A 66-year-old Farina man has entered an alford plea to first degree murder for the June 1992 death of Cheryl McLean of Salem. 

 

Judge Patrick Hitpas accepted the plea agreement Friday morning from Gerald Simonson.  Under the agreement, Simonson was sentenced to 32 years in prison.  But with time served and good time, Simonson will be immediately released from prison.   State's Attorney Matt Wilzbach says he agreed to accept the plea with the approval of the McLean family. "We balanced the family's wishes with the likelyhood of success and the likely sentence if we were successful," he says. "We also had to factor in the trial cost, and after weighing all those factors we felt this was the most just resolution." Wilzbach says the retrial would have cost the county between 20-thousand and 40-thousand dollars, scarce dollars given the County's financial crisis. 

 

Simonson's public defender Ericka Sanders still believes her client is innocent of the murder. "It's an alford plea which means he has not admitted guilt, only that the state has enough evidence to convict him," she says. "While we believe we had plenty of evidence to convince a jury that he did not do this, an open jail cell after 17 long years in prison is too good to pass up." Simonson's wife, Grace, also still believes in her husband's innocence. "Nobody's going to believe him anyway," she says. "I know the truth, he knows the truth and God knows the truth - he just needs to come home." Simonson says after release from prison, they will move to Minnesota to be with other family members.  Some, like her husband, have serious illness. 

 

In accepting the plea, Judge Hitpas said he was doing so because the family approved, there were many deceased witnesses that would have made trial extremely difficult 17 years after the murder, as well as Simonson's age and health problems.  Simonson will still have to complete three years of supervised release. 

 

Simonson's original conviction for the murder was overturned by the Appellate Court based on ineffective counsel.
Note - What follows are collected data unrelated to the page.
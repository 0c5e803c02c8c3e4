use common::jobs::{JobHandle, JobStatus};
use common::model::csv::ImportPreview;

#[derive(Clone, Copy, Debug, PartialEq, Eq)]
pub enum PreviewTab {
    Valid,
    Errors,
}

pub enum Msg {
    Upload,
    Previewed(ImportPreview),
    UploadFailed(String),
    ShowTab(PreviewTab),
    Start,
    Started(JobHandle),
    Progress(JobStatus),
    PollFailed(String),
    Reset,
}
/*
[INPUT]:  Connector registry, activation requests, provider-side events
[OUTPUT]: One live provider connection and an ordered event broadcast
[POS]:    Auth layer - wallet connection lifecycle
[UPDATE]: When activation timing, teardown or event semantics change
*/

use std::sync::{Arc, Weak};
use std::time::Duration;

use tokio::sync::{Mutex, broadcast, mpsc};
use tokio::task::JoinHandle;
use tokio_util::sync::CancellationToken;
use tracing::{debug, info, warn};

use crate::http::{CoordinapeError, Result};
use crate::types::ConnectorKind;

use super::connector::{Connector, ConnectorRegistry, ProviderEvent};
use super::wallet::{ProviderHandle, normalize_address};

pub const DEFAULT_ACTIVATION_TIMEOUT: Duration = Duration::from_secs(60);
const EVENT_CHANNEL_CAPACITY: usize = 64;

/// Connection lifecycle notifications, delivered in emission order
#[derive(Debug, Clone, PartialEq, Eq)]
pub enum ConnectionEvent {
    AccountChanged(String),
    Deactivated,
    ConnectionError(String),
}

/// Owns the single active wallet connection
#[derive(Clone)]
pub struct WalletConnectionManager {
    inner: Arc<ManagerInner>,
}

struct ManagerInner {
    registry: ConnectorRegistry,
    activation_timeout: Duration,
    events: broadcast::Sender<ConnectionEvent>,
    state: Mutex<ConnectionState>,
}

#[derive(Default)]
struct ConnectionState {
    /// Bumped by every activate/deactivate; results tagged with an older value are stale
    generation: u64,
    pending: Option<PendingActivation>,
    active: Option<ActiveConnection>,
}

impl ConnectionState {
    /// Whether the current pending or live connection runs on `kind`
    fn uses(&self, kind: ConnectorKind) -> bool {
        self.pending.as_ref().is_some_and(|pending| pending.kind == kind)
            || self.active.as_ref().is_some_and(|active| active.handle.kind() == kind)
    }
}

struct PendingActivation {
    kind: ConnectorKind,
    cancel: CancellationToken,
}

struct ActiveConnection {
    generation: u64,
    connector: Arc<dyn Connector>,
    handle: ProviderHandle,
    address: String,
    forwarder: JoinHandle<()>,
}

impl ActiveConnection {
    async fn shutdown(self) {
        self.forwarder.abort();
        self.connector.deactivate().await;
    }
}

impl WalletConnectionManager {
    pub fn new(registry: ConnectorRegistry, activation_timeout: Duration) -> Self {
        let (events, _) = broadcast::channel(EVENT_CHANNEL_CAPACITY);
        Self {
            inner: Arc::new(ManagerInner {
                registry,
                activation_timeout,
                events,
                state: Mutex::new(ConnectionState::default()),
            }),
        }
    }

    pub fn with_default_timeout(registry: ConnectorRegistry) -> Self {
        Self::new(registry, DEFAULT_ACTIVATION_TIMEOUT)
    }

    pub fn registry(&self) -> &ConnectorRegistry {
        &self.inner.registry
    }

    pub fn activation_timeout(&self) -> Duration {
        self.inner.activation_timeout
    }

    /// Subscribe to connection events emitted from now on
    pub fn subscribe(&self) -> broadcast::Receiver<ConnectionEvent> {
        self.inner.events.subscribe()
    }

    pub async fn active_address(&self) -> Option<String> {
        let state = self.inner.state.lock().await;
        state.active.as_ref().map(|active| active.address.clone())
    }

    pub async fn active_kind(&self) -> Option<ConnectorKind> {
        let state = self.inner.state.lock().await;
        state.active.as_ref().map(|active| active.handle.kind())
    }

    pub async fn provider(&self) -> Option<ProviderHandle> {
        let state = self.inner.state.lock().await;
        state.active.as_ref().map(|active| active.handle.clone())
    }

    pub async fn is_activating(&self) -> bool {
        self.inner.state.lock().await.pending.is_some()
    }

    /// Tear down a connector whose activation lost to a newer request.
    ///
    /// Skipped when the newer request reuses the same connector. The lock is
    /// held so a same-kind activation cannot start in between.
    async fn release_abandoned(&self, connector: &Arc<dyn Connector>, kind: ConnectorKind) {
        let state = self.inner.state.lock().await;
        if state.uses(kind) {
            return;
        }
        debug!(kind = %kind, "releasing abandoned wallet connector");
        connector.deactivate().await;
    }

    /// Connect the provider registered for `kind` and return its address.
    ///
    /// Tears down any live connection first. A competing call cancels this
    /// one, which then returns [`CoordinapeError::ActivationSuperseded`].
    pub async fn activate(&self, kind: ConnectorKind) -> Result<String> {
        let connector = self
            .inner
            .registry
            .get(kind)
            .ok_or(CoordinapeError::UnknownConnector(kind))?;

        let (generation, cancel, prior) = {
            let mut state = self.inner.state.lock().await;
            if let Some(pending) = state.pending.take() {
                debug!(kind = %pending.kind, "cancelling pending wallet activation");
                pending.cancel.cancel();
            }
            state.generation += 1;
            let cancel = CancellationToken::new();
            state.pending = Some(PendingActivation {
                kind,
                cancel: cancel.clone(),
            });
            (state.generation, cancel, state.active.take())
        };

        if let Some(prior) = prior {
            info!(kind = %prior.handle.kind(), address = %prior.address, "replacing active wallet connection");
            prior.shutdown().await;
        }

        connector.reset().await;
        info!(kind = %kind, "{}", kind.connecting_message());

        let timeout = self.inner.activation_timeout;
        let outcome = tokio::select! {
            _ = cancel.cancelled() => {
                debug!(kind = %kind, "wallet activation superseded");
                self.release_abandoned(&connector, kind).await;
                return Err(CoordinapeError::ActivationSuperseded);
            }
            outcome = tokio::time::timeout(timeout, connector.activate()) => outcome,
        };

        let mut state = self.inner.state.lock().await;
        if state.generation != generation {
            debug!(kind = %kind, "discarding late wallet activation result");
            drop(state);
            self.release_abandoned(&connector, kind).await;
            return Err(CoordinapeError::ActivationSuperseded);
        }
        state.pending = None;

        match outcome {
            Err(_elapsed) => {
                self.inner.emit(ConnectionEvent::Deactivated);
                drop(state);
                warn!(kind = %kind, seconds = timeout.as_secs(), "wallet activation timed out");
                connector.deactivate().await;
                Err(CoordinapeError::ConnectionTimeout {
                    seconds: timeout.as_secs(),
                })
            }
            Ok(Err(err)) => {
                self.inner
                    .emit(ConnectionEvent::ConnectionError(err.to_string()));
                drop(state);
                warn!(kind = %kind, error = %err, "wallet activation failed");
                connector.deactivate().await;
                Err(err)
            }
            Ok(Ok(activation)) => {
                let handle = ProviderHandle::new(kind, activation.provider);
                let address = handle.address();
                let forwarder = tokio::spawn(forward_provider_events(
                    Arc::downgrade(&self.inner),
                    generation,
                    activation.events,
                ));
                state.active = Some(ActiveConnection {
                    generation,
                    connector,
                    handle,
                    address: address.clone(),
                    forwarder,
                });
                self.inner
                    .emit(ConnectionEvent::AccountChanged(address.clone()));
                drop(state);
                info!(kind = %kind, address = %address, "wallet connected");
                Ok(address)
            }
        }
    }

    /// Tear down the active connection; a no-op when nothing is connected
    pub async fn deactivate(&self) {
        let active = {
            let mut state = self.inner.state.lock().await;
            if let Some(pending) = state.pending.take() {
                pending.cancel.cancel();
            }
            state.generation += 1;
            let active = state.active.take();
            if active.is_some() {
                self.inner.emit(ConnectionEvent::Deactivated);
            }
            active
        };

        if let Some(active) = active {
            info!(kind = %active.handle.kind(), address = %active.address, "wallet disconnected");
            active.shutdown().await;
        }
    }
}

impl ManagerInner {
    fn emit(&self, event: ConnectionEvent) {
        // No subscribers is fine
        let _ = self.events.send(event);
    }

    /// Apply one provider event; returns false once the connection is gone
    async fn on_provider_event(&self, generation: u64, event: ProviderEvent) -> bool {
        let mut state = self.state.lock().await;
        let Some(active) = state
            .active
            .as_mut()
            .filter(|active| active.generation == generation)
        else {
            debug!(?event, "ignoring event from stale wallet connection");
            return false;
        };

        match event {
            ProviderEvent::AccountChanged(address) => {
                let address = normalize_address(&address);
                if active.address != address {
                    info!(from = %active.address, to = %address, "wallet account changed");
                    active.address = address.clone();
                    self.emit(ConnectionEvent::AccountChanged(address));
                }
                true
            }
            ProviderEvent::Disconnected => {
                let connector = active.connector.clone();
                state.active = None;
                state.generation += 1;
                self.emit(ConnectionEvent::Deactivated);
                drop(state);
                info!("wallet provider disconnected");
                connector.deactivate().await;
                false
            }
            ProviderEvent::Error(cause) => {
                let connector = active.connector.clone();
                state.active = None;
                state.generation += 1;
                self.emit(ConnectionEvent::ConnectionError(cause.clone()));
                drop(state);
                warn!(error = %cause, "wallet provider error");
                connector.deactivate().await;
                false
            }
        }
    }
}

async fn forward_provider_events(
    inner: Weak<ManagerInner>,
    generation: u64,
    mut events: mpsc::UnboundedReceiver<ProviderEvent>,
) {
    while let Some(event) = events.recv().await {
        let Some(inner) = inner.upgrade() else {
            break;
        };
        if !inner.on_provider_event(generation, event).await {
            break;
        }
    }
}
/*
[INPUT]:  CLI arguments, YAML configuration file, OS shutdown signals
[OUTPUT]: Wallet login, session status, logout and signed API calls
[POS]:    Binary entry point
[UPDATE]: When changing CLI flags, startup flow, or shutdown handling
*/

mod cli;

use std::path::{Path, PathBuf};

use anyhow::{Context, Result, anyhow};
use clap::{Parser, Subcommand};
use console::style;
use reqwest::Method;
use tokio_util::sync::CancellationToken;
use tracing::{info, warn};
use tracing_subscriber::EnvFilter;

use coordinape_session::{SessionRunner, SessionSettings};

#[derive(Parser, Debug)]
#[command(name = "coordinape-session", version, about = "Coordinape wallet session runner")]
struct Cli {
    #[arg(long = "config", value_name = "PATH")]
    config_path: Option<PathBuf>,
    #[arg(long = "log-level", value_name = "LEVEL", default_value = "info")]
    log_level: String,
    /// Validate configuration and exit
    #[arg(long = "dry-run")]
    dry_run: bool,
    #[command(subcommand)]
    command: Option<Command>,
}

#[derive(Subcommand, Debug)]
enum Command {
    /// Write a configuration file interactively
    Init {
        #[arg(long, default_value = "coordinape.yaml")]
        output: PathBuf,
    },
    /// Connect the wallet, reuse or obtain a token, print the manifest
    Login,
    /// Show cached addresses and the remembered connector
    Status,
    /// Forget the active address's token and disconnect
    Logout,
    /// Authenticated API call; a body makes it a signed mutation
    Call {
        method: String,
        path: String,
        /// JSON body
        #[arg(long)]
        body: Option<String>,
    },
}

#[tokio::main]
async fn main() -> Result<()> {
    let args = Cli::parse();
    init_tracing(&args.log_level)?;

    if let Some(Command::Init { output }) = &args.command {
        return cli::init::run_init(output.clone());
    }

    let settings = load_config(args.config_path.as_deref())?;
    info!(api_url = %settings.api_url, "configuration loaded");

    if args.dry_run {
        info!("dry-run requested; configuration validated");
        return Ok(());
    }

    let Some(command) = args.command else {
        return Err(anyhow!("no command given; see --help"));
    };

    let shutdown = CancellationToken::new();
    setup_signal_handlers(shutdown.clone());

    let private_key = settings.private_key()?;
    let runner = SessionRunner::start(&settings, &private_key, shutdown.clone())
        .await
        .context("start session")?;

    let outcome = run_command(&runner, command).await;
    runner.shutdown().await;
    info!("session shutdown complete");
    outcome
}

async fn run_command(runner: &SessionRunner, command: Command) -> Result<()> {
    match command {
        Command::Init { .. } => Ok(()),
        Command::Login => {
            let manifest = runner.login().await?;
            let address = runner
                .session()
                .active_address()
                .await
                .unwrap_or_default();
            println!("{} {}", style("Authenticated").bold().green(), style(&address).cyan());
            println!(
                "circles: {}  memberships: {}  active epochs: {}",
                manifest.circles.len(),
                manifest.my_users.len(),
                manifest.active_epochs.len()
            );
            Ok(())
        }
        Command::Status => {
            let report = runner.status().await;
            let connector = report
                .remembered_connector
                .map(|kind| kind.to_string())
                .unwrap_or_else(|| "none".to_string());
            println!("{} {}", style("Remembered connector:").bold(), connector);
            if report.cached_addresses.is_empty() {
                println!("{}", style("No cached tokens").dim());
            }
            for address in report.cached_addresses {
                println!("  {}", style(address).cyan());
            }
            Ok(())
        }
        Command::Logout => {
            match runner.logout().await? {
                Some(address) => println!("{} {}", style("Logged out").bold(), style(address).cyan()),
                None => println!("{}", style("Nothing to log out").dim()),
            }
            Ok(())
        }
        Command::Call { method, path, body } => {
            let method = Method::from_bytes(method.to_ascii_uppercase().as_bytes())
                .with_context(|| format!("invalid HTTP method {method}"))?;
            let body = body
                .map(|body| serde_json::from_str(&body))
                .transpose()
                .context("body must be valid JSON")?;
            let response = runner.call(method, &path, body).await?;
            println!("{}", serde_json::to_string_pretty(&response)?);
            Ok(())
        }
    }
}

fn init_tracing(log_level: &str) -> Result<()> {
    let filter = EnvFilter::try_new(log_level).context("invalid log level")?;
    tracing_subscriber::fmt()
        .with_env_filter(filter)
        .with_writer(std::io::stderr)
        .try_init()
        .map_err(|err| anyhow!(err))
        .context("initialize tracing subscriber")?;
    Ok(())
}

fn load_config(path: Option<&Path>) -> Result<SessionSettings> {
    match path {
        Some(path) => SessionSettings::from_file(path).context("load config"),
        None => {
            info!("no --config given; using defaults");
            Ok(SessionSettings::default())
        }
    }
}

fn setup_signal_handlers(shutdown: CancellationToken) {
    let shutdown_clone = shutdown.clone();
    tokio::spawn(async move {
        if let Err(err) = tokio::signal::ctrl_c().await {
            warn!(error = %err, "failed to install SIGINT handler");
            return;
        }
        info!("received SIGINT");
        shutdown_clone.cancel();
    });

    #[cfg(unix)]
    {
        use tokio::signal::unix::{SignalKind, signal};

        let shutdown_clone = shutdown.clone();
        tokio::spawn(async move {
            match signal(SignalKind::terminate()) {
                Ok(mut stream) => {
                    stream.recv().await;
                    info!("received SIGTERM");
                    shutdown_clone.cancel();
                }
                Err(err) => {
                    warn!(error = %err, "failed to install SIGTERM handler");
                }
            }
        });
    }
}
Simonson was being held in the Marion County Jail in lieu of five-million dollars bond pending his new trial.  Simonson was indicted by a Marion County Grand Jury in December of 1992, six months after McLane was found dead in a yard about 500 yards from the Simonson home.  Simonson was later found unconcious on the floor of his garage.   Simonson admitted being with McLane the day of her death, but claimed he was also a victim of a crime.  Wilzbach, in his outline of the case against  Simonson, indicated prosecution witnesses would raise questions about Simonson's injury and story.